One way to create more of a downtown business district, Winnick said, would be to separate the single north- and southbound lanes of Hwy. 61 at the old city hall site.
“The single lane of Hwy. 61 going through town is a significant bottleneck for traffic and a bottleneck for future growth,” Winnick said.
He suggested moving those lanes “a couple blocks away from each other so that we would be able to develop kind of a commercial district moving north and south along Forest Lake.”
A long-term vision, Winnick said, is a technology park.
“What we are lacking in Forest Lake are the higher-tech, the white-collar jobs,” he said. “Most people who are in our community end up driving a fairly long distance for those types of jobs. I believe we have good potential to bring those businesses here. … If we can get some of those businesses, it will help our tax base as well.”
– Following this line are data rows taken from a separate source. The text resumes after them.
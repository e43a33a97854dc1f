//! # Report Commands
//!
//! The Laporan screen plus the dashboard. Every figure is recomputed from
//! the records on each call.
//!
//! ```text
//! report summary   ──► FinancialSummary   (records)
//! report accounts  ──► AccountBalances    (records)
//! report income    ──► IncomeStatement    (records)
//! report balance   ──► BalanceSheet       (records)
//! report cashflow  ──► CashFlowStatement  (journal: Kas and Bank lines)
//! report dashboard ──► DashboardStats     (today)
//! ```

use warung_core::ReportPeriod;

use crate::error::CliResult;
use crate::output::{key_values, Out, Table};
use crate::state::Session;

fn title(name: &str, period: ReportPeriod) -> String {
    format!("{} ({})", name, period.label())
}

pub fn summary(session: &Session, period: ReportPeriod) -> CliResult<Out> {
    let s = session.books().financial_summary(period, session.today());
    let body = key_values(&[
        ("Revenue", s.total_revenue.to_string()),
        ("Sales", s.total_sales.to_string()),
        ("Cost of goods sold", s.total_cogs.to_string()),
        ("Gross profit", s.gross_profit.to_string()),
        ("Expenses", s.total_expenses.to_string()),
        ("Net income", s.net_income.to_string()),
        ("Purchases", s.total_purchases.to_string()),
        ("Cash", s.cash.to_string()),
        ("Inventory", s.inventory_value.to_string()),
        ("Total assets", s.total_assets.to_string()),
        ("Total liabilities", s.total_liabilities.to_string()),
        ("Equity", s.equity.to_string()),
    ]);
    Out::new(format!("{}\n\n{}", title("Ringkasan Keuangan", period), body), &s)
}

pub fn accounts(session: &Session, period: ReportPeriod) -> CliResult<Out> {
    let b = session.books().account_balances(period, session.today());
    let body = key_values(&[
        ("Kas", b.kas.to_string()),
        ("Piutang Usaha", b.piutang.to_string()),
        ("Persediaan", b.persediaan.to_string()),
        ("Peralatan", b.peralatan.to_string()),
        ("Hutang Usaha", b.hutang_usaha.to_string()),
        ("Hutang Bank", b.hutang_bank.to_string()),
        ("Modal", b.modal.to_string()),
    ]);
    Out::new(format!("{}\n\n{}", title("Saldo Akun", period), body), &b)
}

pub fn income(session: &Session, period: ReportPeriod) -> CliResult<Out> {
    let s = session.books().income_statement(period, session.today());

    let mut pairs = vec![
        ("Pendapatan Penjualan", s.revenue.to_string()),
        ("Harga Pokok Penjualan", format!("({})", s.cogs)),
        ("Laba Kotor", s.gross_profit.to_string()),
    ];
    for line in &s.expenses {
        pairs.push((line.account.as_str(), format!("({})", line.amount)));
    }
    pairs.push(("Total Beban", format!("({})", s.total_expenses)));
    pairs.push(("Laba Bersih", s.net_income.to_string()));

    Out::new(
        format!("{}\n\n{}", title("Laba Rugi", period), key_values(&pairs)),
        &s,
    )
}

pub fn balance(session: &Session, period: ReportPeriod) -> CliResult<Out> {
    let s = session.books().balance_sheet(period, session.today());
    let assets = key_values(&[
        ("Kas", s.kas.to_string()),
        ("Piutang Usaha", s.piutang.to_string()),
        ("Persediaan", s.persediaan.to_string()),
        ("Aset Lancar", s.current_assets.to_string()),
        ("Peralatan", s.peralatan.to_string()),
        ("Aset Tetap", s.fixed_assets.to_string()),
        ("Total Aset", s.total_assets.to_string()),
    ]);
    let claims = key_values(&[
        ("Kewajiban Lancar", s.current_liabilities.to_string()),
        ("Kewajiban Jangka Panjang", s.long_term_liabilities.to_string()),
        ("Total Kewajiban", s.total_liabilities.to_string()),
        ("Modal", s.equity.to_string()),
        ("Total Kewajiban + Modal", (s.total_liabilities + s.equity).to_string()),
    ]);
    let check = if s.is_balanced() {
        "Balanced"
    } else {
        "NOT balanced"
    };

    Out::new(
        format!(
            "{}\n\nAset\n{}\n\nKewajiban dan Modal\n{}\n\n{}",
            title("Neraca", period),
            assets,
            claims,
            check
        ),
        &s,
    )
}

pub fn cash_flow(session: &Session, period: ReportPeriod) -> CliResult<Out> {
    let s = session.books().cash_flow(period, session.today());
    let body = key_values(&[
        ("Aktivitas Operasi", s.operating.to_string()),
        ("Aktivitas Investasi", s.investing.to_string()),
        ("Aktivitas Pendanaan", s.financing.to_string()),
        ("Kenaikan Kas Bersih", s.net_change.to_string()),
        ("Kas Awal", s.opening_cash.to_string()),
        ("Kas Akhir", s.closing_cash.to_string()),
    ]);
    Out::new(format!("{}\n\n{}", title("Arus Kas", period), body), &s)
}

pub fn dashboard(session: &Session) -> CliResult<Out> {
    let d = session.books().dashboard(session.today());
    let store = &session.config().store.name;

    if d.is_fresh_start {
        return Out::new(
            format!(
                "{} - {}\n\nNo products or transactions yet. Add a product with \
                 `product add`, record a purchase, or load demo data with `seed`.",
                store, d.date
            ),
            &d,
        );
    }

    let mut text = format!(
        "{} - {}\n\n{}",
        store,
        d.date,
        key_values(&[
            ("Sales today", format!("{} ({})", d.today_revenue, d.today_sales_count)),
            ("Spent today", format!("{} ({})", d.today_outflow, d.today_outflow_count)),
            ("Sales this month", d.month_revenue.to_string()),
            ("Net income", d.net_income.to_string()),
            ("Products", d.product_count.to_string()),
        ])
    );

    if !d.low_stock.is_empty() || !d.out_of_stock.is_empty() {
        let mut table = Table::new(&["Stock alert", "Stock", "Min"]).align_right(&[1, 2]);
        for p in &d.out_of_stock {
            table.row(vec![p.name.clone(), p.stock.to_string(), p.min_stock.to_string()]);
        }
        for p in d.low_stock.iter().filter(|p| !p.is_out_of_stock()) {
            table.row(vec![p.name.clone(), p.stock.to_string(), p.min_stock.to_string()]);
        }
        text.push_str("\n\n");
        text.push_str(&table.render());
    }

    if !d.recent_transactions.is_empty() {
        let mut table = Table::new(&["Recent", "Date", "Customer", "Amount"]).align_right(&[3]);
        for t in &d.recent_transactions {
            table.row(vec![
                t.id.clone(),
                t.date.to_string(),
                t.customer.clone(),
                t.amount.to_string(),
            ]);
        }
        text.push_str("\n\n");
        text.push_str(&table.render());
    }

    Out::new(text, &d)
}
Weber said that as he campaigned last summer and fall for a seat on the council, residents expressed more interest in developing downtown and making it more vibrant than in any other issue. He told the council that he would like to see more specialty shops downtown and more activities at nearby Lake Side park to help attract residents and people living outside the city.
“What we’re talking about was having more of a Stillwater-type feel … where you can walk up and down and literally spend the day downtown,” he said.
“We don’t have much with regard to walking and shopping. If we get the right businesses in there, I think we could revitalize it in the next two, three or four years.”